Wysłałem do prawników pana Polańskiego w Polsce list z gratulacjami, że udało im się zademonstrować polskiemu wymiarowi sprawiedliwości, iż ta sprawa, sprzed już 38 lat, powinna zostać zakończona - powiedział adwokat Lawrence Silver w Los Angeles. Jego wypowiedź przekazała agencja AP. Adwokat ocenił, że polski i wcześniej szwajcarski wymiar sprawiedliwości "są w stanie zrobić to, czego nie jest w stanie zrobić system sprawiedliwości w Stanach Zjednoczonych, czyli dać nam zapomnieć o tej sprawie".
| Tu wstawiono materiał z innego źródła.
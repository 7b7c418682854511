//! Detect command: runs one capture session and archives it.
//!
//! The session's ledger lives only for the duration of the command. Once the
//! session ends, normally or with an error, its history is archived so the
//! views can be rendered later. A device that cannot be opened never starts a
//! session, so nothing is archived in that case.

use std::io::Write;
use std::path::PathBuf;

use anyhow::{Context, Result, anyhow};
use chrono::Utc;
use clap::Args;
use rc_core::{
    CaptureDevice, CaptureError, CaptureSession, Classifier, DetectionLedger, ImageArchive,
    ImageDirDevice, SnapshotDevice, ThresholdClassifier,
};
use rc_db::{SessionKind, SessionRecord, format_timestamp};
use rc_detect::HttpDetector;

use super::util::{new_session_id, open_database, short_id};
use crate::Config;

#[derive(Debug, Args)]
pub struct DetectArgs {
    /// Directory of frames to replay as a live feed, or an image file with --snapshot.
    pub source: PathBuf,

    /// Classify a single still image instead of a frame directory.
    #[arg(long)]
    pub snapshot: bool,

    /// Archive a still for every detection.
    #[arg(long)]
    pub save_images: bool,

    /// Stop after this many frames.
    #[arg(long)]
    pub max_frames: Option<u64>,
}

/// Per-session settings independent of the device.
#[derive(Debug, Clone, Copy)]
pub struct SessionOptions {
    pub kind: SessionKind,
    pub save_images: bool,
    pub max_frames: Option<u64>,
}

/// Builds the classifier backed by the configured detector endpoint.
pub fn build_classifier(config: &Config) -> Result<ThresholdClassifier<HttpDetector>> {
    let thresholds = config
        .thresholds()
        .context("invalid classifier thresholds")?;
    let endpoint = config
        .detector_url
        .as_deref()
        .map(str::trim)
        .filter(|value| !value.is_empty())
        .ok_or_else(|| {
            anyhow!("missing detector endpoint (set RCY_DETECTOR_URL or detector_url in config.toml)")
        })?;
    let detector = HttpDetector::new(endpoint).context("failed to create detector client")?;
    Ok(ThresholdClassifier::new(detector, thresholds))
}

pub fn run<W: Write>(writer: &mut W, args: &DetectArgs, config: &Config) -> Result<()> {
    let classifier = build_classifier(config)?;

    let options = SessionOptions {
        kind: if args.snapshot {
            SessionKind::Snapshot
        } else {
            SessionKind::Camera
        },
        save_images: args.save_images || config.save_images,
        max_frames: args.max_frames,
    };

    if args.snapshot {
        capture(
            writer,
            &SnapshotDevice::new(&args.source),
            classifier,
            options,
            config,
        )
    } else {
        capture(
            writer,
            &ImageDirDevice::new(&args.source),
            classifier,
            options,
            config,
        )
    }
}

/// Runs one session over `device`, archives it and prints a summary.
pub fn capture<W, D, C>(
    writer: &mut W,
    device: &D,
    classifier: C,
    options: SessionOptions,
    config: &Config,
) -> Result<()>
where
    W: Write,
    D: CaptureDevice,
    C: Classifier,
{
    let mut db = open_database(config)?;
    let session_id = new_session_id();
    let started_at = Utc::now();

    let mut session = CaptureSession::new(classifier).with_max_frames(options.max_frames);
    let mut ledger = DetectionLedger::new();
    let mut archive = options
        .save_images
        .then(|| ImageArchive::new(&config.image_dir));

    let result = match archive.as_mut() {
        Some(archive) => session.run(device, &mut ledger, archive),
        None => session.run(device, &mut ledger, &mut ()),
    };

    if let Err(err @ CaptureError::CaptureUnavailable { .. }) = result {
        return Err(err).context("capture session did not start");
    }

    let record = SessionRecord {
        id: session_id.clone(),
        kind: options.kind,
        device: Some(device.name()),
        started_at: format_timestamp(started_at),
        ended_at: Some(format_timestamp(Utc::now())),
        frames: i64::try_from(session.frames_read()).unwrap_or(i64::MAX),
        stop_reason: result
            .as_ref()
            .ok()
            .map(|outcome| outcome.reason.as_str().to_string()),
        error: result.as_ref().err().map(ToString::to_string),
    };
    db.insert_session(&record, ledger.history())
        .context("failed to archive session")?;

    writeln!(writer, "Session {} ({})", short_id(&session_id), options.kind)?;
    writeln!(
        writer,
        "Frames: {}  Detections: {}  Credits: {}",
        session.frames_read(),
        ledger.len(),
        ledger.total_credits()
    )?;
    match &result {
        Ok(outcome) => writeln!(writer, "Stopped: {}", outcome.reason)?,
        Err(err) => writeln!(writer, "Stopped: error: {err}")?,
    }
    if let Some(archive) = &archive {
        writeln!(
            writer,
            "Stills saved: {} ({} failed) in {}",
            archive.saved(),
            archive.failures(),
            archive.root().display()
        )?;
    }

    result.map(|_| ()).context("capture session failed")
}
Niedopuszczalna ekstradycja
Sąd Okręgowy w Krakowie uznał w piątek, że ekstradycja Polańskiego do USA jest niedopuszczalna. Postanowienie jest nieprawomocne, prokuratura może się od niego odwołać do sądu drugiej instancji. W ustnym uzasadnieniu sędzia Dariusz Mazur podkreślił, że przed sądem w USA z Polańskim została zawarta ugoda. - W ramach tej ugody oskarżony przyznał się do jednego zarzutu, a reszta została odpuszczona - wskazał. Zaznaczył też, że w trakcie postępowania przed sądem w USA doszło do rażącego naruszenia procedur i złamania zasady obiektywizmu i niezawisłości. Adwokat Samanthy Geimer wyraził w piątek ocenę, że biorąc pod uwagę nieprawidłowości popełnione w ówczesnym postępowaniu przez biuro prokuratora okręgowego i sędziego, "sprawa ta zostanie odrzucona, jeśli kiedykolwiek ponownie zostanie otwarta".
Sprawa sprzed lat
W 1977 r. Polański został uznany przez sąd w Los Angeles za winnego uprawiania seksu z nieletnią. Przed ogłoszeniem wyroku opuścił Stany Zjednoczone, obawiając się, że sędzia nie dotrzyma warunków zawartej z nim ugody. Od tamtej pory jest ścigany przez amerykański wymiar sprawiedliwości. Geimer zwracała się w przeszłości o umorzenie sprawy, tłumacząc, że oszczędzi to cierpień zarówno jej samej, jak i jej rodzinie.